(DATA begins)

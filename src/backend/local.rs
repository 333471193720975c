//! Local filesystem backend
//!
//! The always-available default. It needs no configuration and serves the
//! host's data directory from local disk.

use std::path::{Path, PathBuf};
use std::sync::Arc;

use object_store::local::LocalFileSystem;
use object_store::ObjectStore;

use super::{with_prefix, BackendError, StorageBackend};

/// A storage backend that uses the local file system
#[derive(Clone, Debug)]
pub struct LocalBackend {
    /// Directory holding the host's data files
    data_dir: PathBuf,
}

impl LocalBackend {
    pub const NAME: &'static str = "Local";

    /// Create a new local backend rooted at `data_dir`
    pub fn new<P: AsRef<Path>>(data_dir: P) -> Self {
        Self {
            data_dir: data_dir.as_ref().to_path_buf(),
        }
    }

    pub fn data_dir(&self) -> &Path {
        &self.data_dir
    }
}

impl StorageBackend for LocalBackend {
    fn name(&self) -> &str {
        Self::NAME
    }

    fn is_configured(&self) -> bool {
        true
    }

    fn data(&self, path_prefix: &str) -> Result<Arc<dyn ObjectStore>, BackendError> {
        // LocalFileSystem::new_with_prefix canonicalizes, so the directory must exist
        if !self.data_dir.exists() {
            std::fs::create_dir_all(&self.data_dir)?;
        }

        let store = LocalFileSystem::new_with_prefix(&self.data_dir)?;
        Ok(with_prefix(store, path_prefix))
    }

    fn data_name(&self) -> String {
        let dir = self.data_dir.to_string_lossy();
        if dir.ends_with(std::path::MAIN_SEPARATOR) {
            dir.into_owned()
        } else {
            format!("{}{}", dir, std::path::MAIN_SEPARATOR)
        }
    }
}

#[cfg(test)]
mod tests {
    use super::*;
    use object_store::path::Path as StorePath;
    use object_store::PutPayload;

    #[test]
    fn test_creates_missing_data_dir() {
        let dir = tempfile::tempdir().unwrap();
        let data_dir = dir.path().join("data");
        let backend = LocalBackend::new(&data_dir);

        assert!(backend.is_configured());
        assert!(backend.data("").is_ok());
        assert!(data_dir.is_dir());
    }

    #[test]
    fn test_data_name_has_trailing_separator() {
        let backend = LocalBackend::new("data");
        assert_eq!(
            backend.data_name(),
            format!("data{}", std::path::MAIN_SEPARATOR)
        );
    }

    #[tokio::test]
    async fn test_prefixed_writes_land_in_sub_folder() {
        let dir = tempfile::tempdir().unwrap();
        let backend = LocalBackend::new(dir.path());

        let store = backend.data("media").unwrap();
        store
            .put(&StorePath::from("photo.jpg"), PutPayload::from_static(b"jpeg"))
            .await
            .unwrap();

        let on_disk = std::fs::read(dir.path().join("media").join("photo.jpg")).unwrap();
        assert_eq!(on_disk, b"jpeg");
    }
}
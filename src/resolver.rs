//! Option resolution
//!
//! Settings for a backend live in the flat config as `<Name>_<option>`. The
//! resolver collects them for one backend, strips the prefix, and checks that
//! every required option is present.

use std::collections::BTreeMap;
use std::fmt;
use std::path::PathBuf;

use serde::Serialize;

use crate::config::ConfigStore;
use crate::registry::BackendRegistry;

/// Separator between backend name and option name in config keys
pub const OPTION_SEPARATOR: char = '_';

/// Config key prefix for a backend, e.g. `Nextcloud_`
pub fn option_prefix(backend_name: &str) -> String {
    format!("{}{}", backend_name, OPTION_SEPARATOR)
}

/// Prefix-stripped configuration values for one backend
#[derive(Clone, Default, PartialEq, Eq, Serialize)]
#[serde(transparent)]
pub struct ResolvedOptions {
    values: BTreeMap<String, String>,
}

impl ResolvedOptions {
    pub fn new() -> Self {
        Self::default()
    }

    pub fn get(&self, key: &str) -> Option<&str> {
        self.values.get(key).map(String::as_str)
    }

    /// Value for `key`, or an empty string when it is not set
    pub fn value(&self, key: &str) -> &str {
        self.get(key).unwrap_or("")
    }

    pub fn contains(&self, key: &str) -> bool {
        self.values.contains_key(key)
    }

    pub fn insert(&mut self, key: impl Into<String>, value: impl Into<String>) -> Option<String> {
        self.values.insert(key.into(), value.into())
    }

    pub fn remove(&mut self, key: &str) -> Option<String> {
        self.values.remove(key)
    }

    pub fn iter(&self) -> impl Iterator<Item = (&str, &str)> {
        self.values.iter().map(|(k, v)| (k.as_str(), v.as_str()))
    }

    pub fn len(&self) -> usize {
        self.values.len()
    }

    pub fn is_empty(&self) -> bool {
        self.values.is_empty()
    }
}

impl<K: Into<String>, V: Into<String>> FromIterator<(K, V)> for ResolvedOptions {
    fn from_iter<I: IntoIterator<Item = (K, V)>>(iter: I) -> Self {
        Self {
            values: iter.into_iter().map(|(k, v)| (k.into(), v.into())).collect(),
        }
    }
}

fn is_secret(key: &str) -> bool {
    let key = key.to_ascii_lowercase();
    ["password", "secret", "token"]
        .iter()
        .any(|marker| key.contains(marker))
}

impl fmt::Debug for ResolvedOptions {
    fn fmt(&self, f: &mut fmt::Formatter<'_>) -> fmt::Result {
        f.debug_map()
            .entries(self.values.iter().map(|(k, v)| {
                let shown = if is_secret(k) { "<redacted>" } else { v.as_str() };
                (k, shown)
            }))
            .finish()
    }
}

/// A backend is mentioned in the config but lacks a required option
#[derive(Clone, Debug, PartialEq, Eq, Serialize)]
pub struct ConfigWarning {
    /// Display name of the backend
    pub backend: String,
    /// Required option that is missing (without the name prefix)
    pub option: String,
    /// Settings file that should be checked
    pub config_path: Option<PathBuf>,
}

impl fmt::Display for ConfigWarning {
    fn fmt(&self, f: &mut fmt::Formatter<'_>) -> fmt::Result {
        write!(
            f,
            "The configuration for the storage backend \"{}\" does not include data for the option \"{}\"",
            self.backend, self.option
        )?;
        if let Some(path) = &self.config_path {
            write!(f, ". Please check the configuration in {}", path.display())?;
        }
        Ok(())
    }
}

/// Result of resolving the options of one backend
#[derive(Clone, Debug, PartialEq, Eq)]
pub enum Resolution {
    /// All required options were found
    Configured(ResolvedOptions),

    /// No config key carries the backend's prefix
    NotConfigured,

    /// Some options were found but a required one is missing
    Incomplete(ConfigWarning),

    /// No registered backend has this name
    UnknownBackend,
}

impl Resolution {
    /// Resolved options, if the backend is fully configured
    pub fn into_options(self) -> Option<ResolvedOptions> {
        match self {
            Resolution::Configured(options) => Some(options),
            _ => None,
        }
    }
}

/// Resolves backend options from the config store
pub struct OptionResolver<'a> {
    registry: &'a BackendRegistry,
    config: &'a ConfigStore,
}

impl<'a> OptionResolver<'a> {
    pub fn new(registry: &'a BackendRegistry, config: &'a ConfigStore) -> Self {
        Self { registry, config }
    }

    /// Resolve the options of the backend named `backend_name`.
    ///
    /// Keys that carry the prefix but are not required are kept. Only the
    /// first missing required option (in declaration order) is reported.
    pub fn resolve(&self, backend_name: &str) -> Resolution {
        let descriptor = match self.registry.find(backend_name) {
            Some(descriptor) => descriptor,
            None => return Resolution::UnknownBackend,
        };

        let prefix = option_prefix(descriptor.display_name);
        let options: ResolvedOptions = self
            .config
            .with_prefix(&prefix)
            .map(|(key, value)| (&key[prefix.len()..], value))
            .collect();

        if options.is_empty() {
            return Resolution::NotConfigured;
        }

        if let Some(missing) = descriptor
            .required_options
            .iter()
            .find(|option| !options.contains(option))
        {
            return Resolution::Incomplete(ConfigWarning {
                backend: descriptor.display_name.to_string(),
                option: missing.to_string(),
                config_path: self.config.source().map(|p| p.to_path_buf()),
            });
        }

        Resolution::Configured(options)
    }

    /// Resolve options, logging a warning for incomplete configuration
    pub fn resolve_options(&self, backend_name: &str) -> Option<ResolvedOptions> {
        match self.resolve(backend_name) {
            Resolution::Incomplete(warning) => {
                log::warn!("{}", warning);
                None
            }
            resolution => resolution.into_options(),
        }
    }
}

(DATA ends)

__ASSIGNMENT__. Search the listing above for the string "PutPayload" and return each line it appears on.

__SOLUTION TO THIS EXERCISE__.
    use object_store::PutPayload;
            .put(&StorePath::from("photo.jpg"), PutPayload::from_static(b"jpeg"))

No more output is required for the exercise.